***** Data shown

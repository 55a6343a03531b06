//! Announced peers per info hash.

use std::{net::SocketAddrV4, num::NonZeroUsize};

use lru::LruCache;
use rand::{thread_rng, Rng};

use crate::common::Id;

/// Number of peers returned by [PeersStore::get_random_peers].
const PEERS_SAMPLE_SIZE: usize = 20;

#[derive(Debug)]
/// An LRU cache of peer addresses per info hash.
pub struct PeersStore {
    info_hashes: LruCache<Id, LruCache<SocketAddrV4, ()>>,
    max_peers: NonZeroUsize,
}

impl PeersStore {
    pub fn new(max_info_hashes: NonZeroUsize, max_peers: NonZeroUsize) -> Self {
        Self {
            info_hashes: LruCache::new(max_info_hashes),
            max_peers,
        }
    }

    pub fn add_peer(&mut self, info_hash: Id, peer: SocketAddrV4) {
        if let Some(info_hash_lru) = self.info_hashes.get_mut(&info_hash) {
            info_hash_lru.put(peer, ());
        } else {
            let mut info_hash_lru = LruCache::new(self.max_peers);
            info_hash_lru.put(peer, ());
            self.info_hashes.put(info_hash, info_hash_lru);
        };
    }

    /// Up to 20 peers for `info_hash`, sampled uniformly when more are known.
    pub fn get_random_peers(&mut self, info_hash: &Id) -> Option<Vec<SocketAddrV4>> {
        let info_hash_lru = self.info_hashes.get(info_hash)?;
        let size = info_hash_lru.len();

        if size == 0 {
            return None;
        }
        if size <= PEERS_SAMPLE_SIZE {
            return Some(info_hash_lru.iter().map(|(addr, _)| *addr).collect());
        }

        let mut results = Vec::with_capacity(PEERS_SAMPLE_SIZE);
        let mut rng = thread_rng();

        for (index, (addr, _)) in info_hash_lru.iter().enumerate() {
            let remaining_slots = PEERS_SAMPLE_SIZE - results.len();
            let remaining_items = size - index;
            let chance = remaining_slots as f64 / remaining_items as f64;

            if rng.gen_bool(chance) {
                results.push(*addr);
                if results.len() == PEERS_SAMPLE_SIZE {
                    break;
                }
            }
        }

        Some(results)
    }
}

**********

* [Work instruction] The lines from the one containing "return None;" to the final line of the listing above must be set down exactly, both included.

* [Task result]
            return None;
        }
        if size <= PEERS_SAMPLE_SIZE {
            return Some(info_hash_lru.iter().map(|(addr, _)| *addr).collect());
        }

        let mut results = Vec::with_capacity(PEERS_SAMPLE_SIZE);
        let mut rng = thread_rng();

        for (index, (addr, _)) in info_hash_lru.iter().enumerate() {
            let remaining_slots = PEERS_SAMPLE_SIZE - results.len();
            let remaining_items = size - index;
            let chance = remaining_slots as f64 / remaining_items as f64;

            if rng.gen_bool(chance) {
                results.push(*addr);
                if results.len() == PEERS_SAMPLE_SIZE {
                    break;
                }
            }
        }

        Some(results)
    }
}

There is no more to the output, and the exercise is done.